なんのために冥想するのか?
アルボムッレ・スマナサーラ長老
はじめに――冥想は現代人のアクセサリー?
今回のテーマは、「なんのために冥想するのか?」です。もしかすると皆さんは、そんな質問をする必要はないのではないか、と思われるかもしれません。冥想に興味があるという方々は、日本だけではなくて世界中どこにでも結構いるのです。中東はどうかわかりませんが、アジア・ヨーロッパの国々では冥想というのが日常的なことになっているぐらいです。
ここで私がポイントとして提示したいのは、現代アメリカや西欧の社会で、冥想が盛んに実践されているということです。冥想は、西洋の人々にとって、日常の苦しい生きかたに添えられるちょっとしたアクセサリーになっているのです。
いわゆるカウンセリングを受けるのは、アメリカでも西欧でもごく普通のことです。日本人にとって、カウンセリング通いは日常茶飯事になっていません。少し問題を抱えている人が行くだけです。東洋のほうでは、自分の国スリランカもそうですけど、滅多にカウンセラーのところに行かないのです。
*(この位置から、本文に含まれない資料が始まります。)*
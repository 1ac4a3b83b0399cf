//! Contact management and lead capture.
//!
//! Every inbound channel (chat, phone, web form, Instagram DM, manual entry)
//! funnels into the same contact table. Dedupe is two-tier: normalized email
//! first, then the last 10 digits of the phone number, so "+1 (555) 123-4567"
//! and "5551234567" land on the same contact.

use anyhow::Result;
use once_cell::sync::Lazy;
use regex::Regex;
use tracing::debug;

use crate::storage::{ContactRow, Storage};

/// Pipeline stages a contact moves through.
pub const STAGES: &[&str] = &["new", "contacted", "quoted", "won", "lost"];

/// Where a contact came from.
pub const SOURCES: &[&str] = &["chat", "phone", "form", "instagram", "manual"];

static EMAIL_RE: Lazy<Regex> = Lazy::new(|| {
    Regex::new(r"[A-Za-z0-9._%+\-]+@[A-Za-z0-9.\-]+\.[A-Za-z]{2,}").expect("regex: email")
});

static PHONE_RE: Lazy<Regex> =
    Lazy::new(|| Regex::new(r"\+?\d[\d\s().\-]{7,}\d").expect("regex: phone"));

pub fn is_valid_stage(stage: &str) -> bool {
    STAGES.contains(&stage)
}

pub fn is_valid_source(source: &str) -> bool {
    SOURCES.contains(&source)
}

/// Lowercase, trimmed.
pub fn normalize_email(raw: &str) -> String {
    raw.trim().to_lowercase()
}

/// Digits only. "+1 (555) 123-4567" becomes "15551234567".
pub fn normalize_phone(raw: &str) -> String {
    raw.chars().filter(|c| c.is_ascii_digit()).collect()
}

/// The dedupe key for phone numbers: the last 10 digits, which drops the
/// country prefix US-style numbers carry inconsistently.
pub fn phone_tail(digits: &str) -> &str {
    if digits.len() > 10 {
        &digits[digits.len() - 10..]
    } else {
        digits
    }
}

/// Contact details pulled out of free text.
#[derive(Debug, Default, PartialEq)]
pub struct ExtractedDetails {
    pub email: Option<String>,
    pub phone: Option<String>,
}

impl ExtractedDetails {
    pub fn is_empty(&self) -> bool {
        self.email.is_none() && self.phone.is_none()
    }
}

/// Scan a customer message for an email address and a phone number.
/// Phone candidates with fewer than 10 digits are noise and skipped.
pub fn extract_details(text: &str) -> ExtractedDetails {
    let email = EMAIL_RE.find(text).map(|m| normalize_email(m.as_str()));
    let phone = PHONE_RE
        .find_iter(text)
        .map(|m| normalize_phone(m.as_str()))
        .find(|digits| digits.len() >= 10);
    ExtractedDetails { email, phone }
}

/// Fields for an upsert. All optional except the source channel.
#[derive(Debug, Default)]
pub struct ContactUpsert<'a> {
    pub name: Option<&'a str>,
    pub email: Option<&'a str>,
    pub phone: Option<&'a str>,
    pub vehicle: Option<&'a str>,
    pub notes: Option<&'a str>,
}

/// Create or merge a contact. Returns the row and whether it was newly
/// created.
///
/// Lookup order is email, then phone tail. On a match, only fields the
/// existing row is missing get filled in; the stage is never touched here.
pub async fn upsert_contact(
    storage: &Storage,
    tenant_id: &str,
    source: &str,
    fields: ContactUpsert<'_>,
) -> Result<(ContactRow, bool)> {
    let email_norm = fields.email.map(normalize_email).filter(|e| !e.is_empty());
    let phone_norm = fields.phone.map(normalize_phone).filter(|p| !p.is_empty());

    let mut existing = None;
    if let Some(ref email) = email_norm {
        existing = storage.find_contact_by_email(tenant_id, email).await?;
    }
    if existing.is_none() {
        if let Some(ref phone) = phone_norm {
            existing = storage
                .find_contact_by_phone_tail(tenant_id, phone_tail(phone))
                .await?;
        }
    }

    if let Some(row) = existing {
        let name_patch = fields
            .name
            .filter(|n| !n.trim().is_empty() && row.name == "Unknown");
        let email_patch = if row.email.is_none() {
            email_norm.as_deref()
        } else {
            None
        };
        let phone_patch = if row.phone.is_none() {
            phone_norm.as_deref()
        } else {
            None
        };
        let vehicle_patch = if row.vehicle.is_none() {
            fields.vehicle.filter(|v| !v.trim().is_empty())
        } else {
            None
        };
        let notes_patch = if row.notes.is_none() { fields.notes } else { None };

        if name_patch.is_some()
            || email_patch.is_some()
            || phone_patch.is_some()
            || vehicle_patch.is_some()
            || notes_patch.is_some()
        {
            storage
                .update_contact(
                    tenant_id,
                    &row.id,
                    name_patch,
                    email_patch,
                    phone_patch,
                    vehicle_patch,
                    None,
                    notes_patch,
                )
                .await?;
        }
        let merged = storage
            .get_contact(tenant_id, &row.id)
            .await?
            .unwrap_or(row);
        debug!(contact_id = %merged.id, "merged into existing contact");
        return Ok((merged, false));
    }

    let name = fields
        .name
        .map(str::trim)
        .filter(|n| !n.is_empty())
        .unwrap_or("Unknown");
    let row = storage
        .create_contact(
            tenant_id,
            name,
            email_norm.as_deref(),
            phone_norm.as_deref(),
            fields.vehicle.filter(|v| !v.trim().is_empty()),
            source,
            fields.notes,
        )
        .await?;
    debug!(contact_id = %row.id, source, "created contact");
    Ok((row, true))
}

#[cfg(test)]
mod tests {
    use super::*;
    use tempfile::TempDir;

    #[test]
    fn normalizes_email_case_and_whitespace() {
        assert_eq!(normalize_email("  Jake@WrapCity.COM "), "jake@wrapcity.com");
    }

    #[test]
    fn normalizes_phone_to_digits() {
        assert_eq!(normalize_phone("+1 (555) 123-4567"), "15551234567");
        assert_eq!(normalize_phone("555.123.4567"), "5551234567");
    }

    #[test]
    fn phone_tail_drops_country_code() {
        assert_eq!(phone_tail("15551234567"), "5551234567");
        assert_eq!(phone_tail("5551234567"), "5551234567");
        assert_eq!(phone_tail("1234"), "1234");
    }

    #[test]
    fn extracts_email_and_phone_from_text() {
        let d = extract_details("sure, reach me at jake@wrapcity.com or (555) 123-4567 after 5");
        assert_eq!(d.email.as_deref(), Some("jake@wrapcity.com"));
        assert_eq!(d.phone.as_deref(), Some("5551234567"));
    }

    #[test]
    fn short_digit_runs_are_not_phones() {
        let d = extract_details("the 2019 Transit, about 350 sqft I think");
        assert_eq!(d.phone, None);
    }

    #[test]
    fn plain_text_extracts_nothing() {
        assert!(extract_details("how much for a full wrap?").is_empty());
    }

    async fn test_storage() -> (TempDir, Storage) {
        let dir = TempDir::new().unwrap();
        let storage = Storage::new(dir.path()).await.unwrap();
        (dir, storage)
    }

    #[tokio::test]
    async fn upsert_creates_then_merges_by_email() {
        let (_dir, storage) = test_storage().await;
        let (first, created) = upsert_contact(
            &storage,
            "t1",
            "chat",
            ContactUpsert {
                email: Some("Jake@WrapCity.com"),
                ..Default::default()
            },
        )
        .await
        .unwrap();
        assert!(created);
        assert_eq!(first.name, "Unknown");
        assert_eq!(first.email.as_deref(), Some("jake@wrapcity.com"));

        let (second, created) = upsert_contact(
            &storage,
            "t1",
            "form",
            ContactUpsert {
                name: Some("Jake"),
                email: Some("jake@wrapcity.com"),
                phone: Some("(555) 123-4567"),
                ..Default::default()
            },
        )
        .await
        .unwrap();
        assert!(!created);
        assert_eq!(second.id, first.id);
        assert_eq!(second.name, "Jake");
        assert_eq!(second.phone.as_deref(), Some("5551234567"));
    }

    #[tokio::test]
    async fn upsert_matches_formatted_phone_against_bare_digits() {
        let (_dir, storage) = test_storage().await;
        let (first, _) = upsert_contact(
            &storage,
            "t1",
            "phone",
            ContactUpsert {
                name: Some("Dana"),
                phone: Some("5551234567"),
                ..Default::default()
            },
        )
        .await
        .unwrap();

        let (second, created) = upsert_contact(
            &storage,
            "t1",
            "chat",
            ContactUpsert {
                phone: Some("+1 (555) 123-4567"),
                ..Default::default()
            },
        )
        .await
        .unwrap();
        assert!(!created);
        assert_eq!(second.id, first.id);
    }

    #[tokio::test]
    async fn upsert_is_tenant_scoped() {
        let (_dir, storage) = test_storage().await;
        let (first, _) = upsert_contact(
            &storage,
            "t1",
            "chat",
            ContactUpsert {
                email: Some("jake@wrapcity.com"),
                ..Default::default()
            },
        )
        .await
        .unwrap();

        let (other, created) = upsert_contact(
            &storage,
            "t2",
            "chat",
            ContactUpsert {
                email: Some("jake@wrapcity.com"),
                ..Default::default()
            },
        )
        .await
        .unwrap();
        assert!(created);
        assert_ne!(other.id, first.id);
    }

    #[tokio::test]
    async fn merge_does_not_overwrite_existing_fields() {
        let (_dir, storage) = test_storage().await;
        let (first, _) = upsert_contact(
            &storage,
            "t1",
            "manual",
            ContactUpsert {
                name: Some("Dana"),
                email: Some("dana@example.com"),
                vehicle: Some("2019 Ford Transit"),
                ..Default::default()
            },
        )
        .await
        .unwrap();

        let (merged, _) = upsert_contact(
            &storage,
            "t1",
            "chat",
            ContactUpsert {
                name: Some("Somebody Else"),
                email: Some("dana@example.com"),
                vehicle: Some("2022 Sprinter"),
                ..Default::default()
            },
        )
        .await
        .unwrap();
        assert_eq!(merged.id, first.id);
        assert_eq!(merged.name, "Dana");
        assert_eq!(merged.vehicle.as_deref(), Some("2019 Ford Transit"));
    }
}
精神科医はいますが、酷い病気の人とやり合っているだけで、普通の人は全然行かない。そういう考えはないのです。
しかし、西洋ではカウンセリング通いが誰でもやるべきものになっていて、大統領をはじめ皆カウンセリングを受けたりする。冥想もまた、そういったカウンセリングの習慣の一部になっているのです。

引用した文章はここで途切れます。